I thought it is due to spontaneous symmetry breaking. But isn't that because we never observe the superposition states, then we claim that there is spontaneous symmetry breaking. It looks like spontaneous symmetry breaking is an assumption.

As the size of the lattice gets large, the superposition

$$\vert \psi \rangle = \frac{1}{\sqrt{2}}\left(\vert \uparrow \uparrow \uparrow \cdots \rangle + \vert \downarrow \downarrow \downarrow \cdots \rangle\right)$$

in the Ising model becomes unstable to environmental perturbation. Just like Schrodinger's cat (a superposition $\vert \mathrm{live} \rangle + \vert \mathrm{dead} \rangle$), the Ising ground state is formally possible but in practice impossible to create and preserve because of decoherence. So-called "pure decoherence" happens when the unitary system-environment interaction takes the form $$U_{\mathcal{SE}} = \sum_i \vert S_i \rangle \langle S_i \vert \otimes U_{\mathcal{E}}^{(i)}$$ where $\vert S_i \rangle$ is some basis of orthogonal states of the system (the "pointer states") and the $U_{\mathcal{E}}^{(i)}$ are conditional unitaries on the environment. For the Ising model, the pointer states would be $\vert \uparrow \uparrow \uparrow \cdots \rangle$ and $\vert \downarrow \downarrow \downarrow \cdots \rangle$. In this idealized case, the superposition $\vert \psi \rangle$ will decay into a mixed state

$$\rho = \frac{1}{2}\left(\vert \uparrow \uparrow \uparrow \cdots \rangle \langle \uparrow \uparrow \uparrow \cdots \vert + \vert \downarrow \downarrow \downarrow \cdots \rangle \langle \downarrow \downarrow \downarrow \cdots \vert \right)$$

exponentially fast, with a rate proportional to the number of lattice sites (under a reasonable noise model). Pure decoherence is minimal in the sense that it has "no classical effect" on the system, in the narrow sense that pure decoherence doesn't change the probabilities of various outcomes for a hypothetical measurement of the system in the pointer basis.

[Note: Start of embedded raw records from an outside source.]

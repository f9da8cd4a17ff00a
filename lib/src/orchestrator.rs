//! Runs scenarios: owns the reactor, the drivers, the pairing tracker and the
//! comparison strategies, and advances everything one tick at a time until a
//! condition holds or a deadline passes.

use std::{
    fmt,
    net::SocketAddr,
    ops::{Deref, DerefMut},
    time::{Duration, Instant},
};

use mio::Token;
use tandem_command_lib::config::{ClientConfig, Config, ServerConfig};

use crate::{
    chain::Chain,
    driver::{
        Client, ClientId, DeproxyClient, DriverError, H2Client, Received, ServerId,
        ServerResponse, Service, ServiceState, StaticServer,
    },
    endpoint::{ConnectOptions, StreamOptions},
    expectation::{Comparator, ExpectationResult, FieldComparator, Mismatch, Subject},
    message::Message,
    pairing::{PairingTracker, RequestId},
    reactor::{Notification, Reactor, ReactorError},
};

/// ticks a step that expects no response waits for one to show up anyway
const QUIET_TICKS: u32 = 10;

#[derive(thiserror::Error, Debug)]
pub enum OrchestratorError {
    #[error("reactor error: {0}")]
    Reactor(#[from] ReactorError),
    #[error("driver error: {0}")]
    Driver(#[from] DriverError),
    #[error("unknown {0}")]
    UnknownClient(ClientId),
    #[error("unknown {0}")]
    UnknownServer(ServerId),
    #[error("{name} did not start within {timeout:?}, state {state}")]
    StartTimeout {
        name: String,
        state: ServiceState,
        timeout: Duration,
    },
}

/// Outcome of a chain run
#[derive(Debug, Clone, Default, PartialEq, Eq)]
pub struct ScenarioReport {
    pub results: Vec<ExpectationResult>,
    /// steps whose exchange did not complete before the deadline
    pub unmatched: Vec<usize>,
    /// pairing violations, and evictions past the tolerated count
    pub violations: Vec<String>,
    pub evictions: usize,
}

impl ScenarioReport {
    pub fn is_success(&self) -> bool {
        self.unmatched.is_empty()
            && self.violations.is_empty()
            && self.results.iter().all(ExpectationResult::is_pass)
    }

    pub fn failures(&self) -> impl Iterator<Item = &ExpectationResult> {
        self.results.iter().filter(|result| !result.is_pass())
    }
}

impl fmt::Display for ScenarioReport {
    fn fmt(&self, f: &mut fmt::Formatter<'_>) -> fmt::Result {
        let passed = self.results.iter().filter(|result| result.is_pass()).count();
        write!(
            f,
            "{passed}/{} steps passed, {} evictions",
            self.results.len(),
            self.evictions
        )?;
        for result in self.failures() {
            write!(f, "\n{result}")?;
        }
        if !self.unmatched.is_empty() {
            write!(f, "\nunmatched steps: {:?}", self.unmatched)?;
        }
        for violation in &self.violations {
            write!(f, "\nviolation: {violation}")?;
        }
        Ok(())
    }
}

pub struct Orchestrator {
    config: Config,
    reactor: Reactor,
    tracker: PairingTracker,
    default_comparator: FieldComparator,
    comparators: Vec<Box<dyn Comparator>>,
    clients: Vec<Client>,
    servers: Vec<StaticServer>,
}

Now in general, perturbations from the environment can act in much more complicated ways, and often will have classical effects in addition to pure decoherence. For instance, when you open the box containing Schordinger's cat, the air currents in the room will rustle that cat's hair (meaning the'll be in a different position state). Likewise the environment's effect on $\psi$ will generally cause it to decay into a mixed state that has non-zero over lap with states that are a short Hamming distance away from $\vert \uparrow \uparrow \uparrow \cdots \rangle$ and $\vert \downarrow \downarrow \downarrow \cdots \rangle$.

The actual dynamics taken is a complicated question that depends sensitively on how the environment couples to the system, and the environment's initial state. However, it's intuitive that long range entanglement is unusually sensitive for the following reason. If a single particle in the environment interacts with a single spin in the system, then this will usually reduce the entanglement by a factor of order unity. (The factor is called a decoherence factor, and it's given by the inner product between $U_{\mathcal{SE}} \vert \uparrow \rangle \vert E_0 \rangle$ and $U_{\mathcal{SE}} \vert \downarrow \rangle \vert E_0 \rangle$, even if the decoherence isn't pure, where $\vert E_0 \rangle$ is the initial state of the particle in the environment.) As multiple particles interact, the decoherence factors combine multiplicatively, and the entanglement is destroyed exponentially quickly in the size of the environment and system.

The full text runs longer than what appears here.